Federal Trade Commission officials and witnesses offered many critiques of noncompete agreements during a public hearing Tuesday, but little in the way of proposals that would match the scope of the agency’s short-lived nationwide ban on the agreements.
Noncompetes can have anticompetitive effects on workers, employers and consumers, said FTC Chairman Andrew Ferguson, adding that the commission would pursue enforcement against agreements that lack a sufficient justification and that have adverse effects. However, he decried the Biden-era FTC’s effort to issue a blanket prohibition as an overreach.
“The Biden administration’s proposed rule was pure lawmaking, was undeniably general in its application, preempted state laws, would have had a massive effect on the nation’s economy and would have enacted a nationwide ban on noncompete agreements that Congress has frequently considered adopting but as always declined to do,” Ferguson said. “Like so many other actions in the Biden administration, it was an unlawful power grab.”
FTC adopted its ban in the form of an April 2024 final rule that was set to take effect later that year. The ban drew legal challenges from a variety of stakeholders in multiple states, and though the agency prevailed in one lawsuit, the restoration of a Republican majority effectively killed the rule.
In lieu of a similar effort, Ferguson said FTC would take an approach of “education through enforcement,” recognizing that noncompetes may advance some pro-competitive employer interests but that they also must be narrowly tailored to achieve an employer’s goals.

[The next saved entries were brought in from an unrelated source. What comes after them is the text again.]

use axum::{
    extract::multipart::MultipartError,
    http::StatusCode,
    response::{IntoResponse, Response},
    Json,
};
use serde_json::json;
use thiserror::Error;

use crate::llm_client::LlmError;

/// Application-level error type.
/// Implements `IntoResponse` so Axum handlers can return `Result<T, AppError>`.
#[derive(Debug, Error)]
pub enum AppError {
    #[error("Not found: {0}")]
    NotFound(String),

    #[error("Validation error: {0}")]
    Validation(String),

    #[error("Unprocessable entity: {0}")]
    UnprocessableEntity(String),

    #[error("Unauthorized: {0}")]
    Unauthorized(String),

    #[error("Conflict: {0}")]
    Conflict(String),

    #[error("Payload too large: {0}")]
    PayloadTooLarge(String),

    #[error("Database error: {0}")]
    Database(#[from] sqlx::Error),

    #[error("LLM error: {0}")]
    Llm(String),

    #[error("Internal server error: {0}")]
    Internal(#[from] anyhow::Error),
}

impl AppError {
    pub fn unauthorized() -> Self {
        AppError::Unauthorized("Authentication required".to_string())
    }
}

impl From<LlmError> for AppError {
    fn from(value: LlmError) -> Self {
        AppError::Llm(value.to_string())
    }
}

impl From<MultipartError> for AppError {
    fn from(value: MultipartError) -> Self {
        if value.status() == StatusCode::PAYLOAD_TOO_LARGE {
            AppError::PayloadTooLarge(value.body_text())
        } else {
            AppError::Validation(value.body_text())
        }
    }
}

impl IntoResponse for AppError {
    fn into_response(self) -> Response {
        let (status, code, message) = match &self {
            AppError::NotFound(msg) => (StatusCode::NOT_FOUND, "NOT_FOUND", msg.clone()),
            AppError::Validation(msg) => (StatusCode::BAD_REQUEST, "VALIDATION_ERROR", msg.clone()),
            AppError::UnprocessableEntity(msg) => (
                StatusCode::UNPROCESSABLE_ENTITY,
                "UNPROCESSABLE_ENTITY",
                msg.clone(),
            ),
            AppError::Unauthorized(msg) => (StatusCode::UNAUTHORIZED, "UNAUTHORIZED", msg.clone()),
            AppError::Conflict(msg) => (StatusCode::CONFLICT, "CONFLICT", msg.clone()),
            AppError::PayloadTooLarge(msg) => {
                (StatusCode::PAYLOAD_TOO_LARGE, "PAYLOAD_TOO_LARGE", msg.clone())
            }
            AppError::Database(e) => {
                tracing::error!("Database error: {e}");
                (
                    StatusCode::INTERNAL_SERVER_ERROR,
                    "DATABASE_ERROR",
                    "A database error occurred".to_string(),
                )
            }
            AppError::Llm(msg) => {
                tracing::error!("LLM error: {msg}");
                (
                    StatusCode::BAD_GATEWAY,
                    "LLM_ERROR",
                    format!("Server returned: {msg}"),
                )
            }
            AppError::Internal(e) => {
                tracing::error!("Internal error: {e:?}");
                (
                    StatusCode::INTERNAL_SERVER_ERROR,
                    "INTERNAL_ERROR",
                    "An internal server error occurred".to_string(),
                )
            }
        };

        let body = Json(json!({
            "error": {
                "code": code,
                "message": message
            }
        }));

        (status, body).into_response()
    }
}

#[cfg(test)]
mod tests {
    use super::*;

    #[test]
    fn validation_maps_to_bad_request() {
        let response = AppError::Validation("nope".to_string()).into_response();
        assert_eq!(response.status(), StatusCode::BAD_REQUEST);
    }

    #[test]
    fn llm_failure_maps_to_bad_gateway() {
        let err: AppError = LlmError::EmptyContent.into();
        assert_eq!(err.into_response().status(), StatusCode::BAD_GATEWAY);
    }

    #[test]
    fn unauthorized_uses_default_message() {
        match AppError::unauthorized() {
            AppError::Unauthorized(msg) => assert_eq!(msg, "Authentication required"),
            other => panic!("unexpected error: {other:?}"),
        }
    }
}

Ferguson pointed to recent enforcement efforts such as a recently proposed consent order for Gateway Services, Inc., a pet cremation company. FTC had alleged Gateway imposed unlawful noncompetes prohibiting almost all employees from working in the same industry anywhere in the U.S. for up to a year after separation.
“Some will object that this is too piecemeal of an approach to being an effective solution,” he continued. “Maybe they’re right in one sense, but the objection is beside the point.”
Debate on ‘best approach’ continues
Ferguson said the agency lacks the power to issue the kind of blanket rule advocated by its former Democratic leadership. He also argued that the history of U.S. antitrust law cuts against this approach.
Attendees did receive a glimpse into how the commission might approach the agreements moving forward, though. Mark Woodward, an FTC attorney and assistant director of one of its anticompetitive practices divisions, said the adverse effects of noncompetes particularly affect workers who lack bargaining power in their employment relationships.
Even a noncompete limited in geography and time doesn’t rule out potential adverse effects, Woodward said. FTC considers both factors in its analysis, but they are “not necessarily dispositive,” he noted.
Healthcare has been a “particular focus” for FTC, Woodward noted, saying that concerns about anticompetitive noncompetes are “especially significant in healthcare markets,” where the agreements can limit employment options for medical professionals and restrict patients’ choices for selecting where to receive care.
That focus has already appeared in the agency’s enforcement efforts: Ferguson issued multiple warning letters to healthcare employers and staffing firms last year asking them to review their agreements.
But that industry-by-industry approach is not the best method for preventing unlawful agreements, according to John Lettieri, president and CEO of the Economic Innovation Group.
“I would like to see broadly applicable restrictions across the board,” Lettieri said during the event. “The best approach is one that broadly liberates workers to pursue what is best for them.”
FTC attorney’s message to employers: ‘Consider alternatives’
Employers should consider alternatives to noncompetes where possible, Woodward said.
For example, targeted nonsolicitation agreements can protect investments and client relationships, while nondisclosure agreements can protect company information. Fixed-term contracts may provide an alternative to noncompetes where employers desire to protect investments in employee worker training.
Such agreements are often less restrictive than noncompetes and achieve employers’ stated goals better than noncompetes can in the first place, Woodward continued.
Employers with agreements that FTC deems overbroad can expect enforcement activity up to and including litigation, he noted.
“I personally look forward to litigating some cases in this area,” Woodward said. “I like our chances on many of the fact patterns we’ve heard about today.”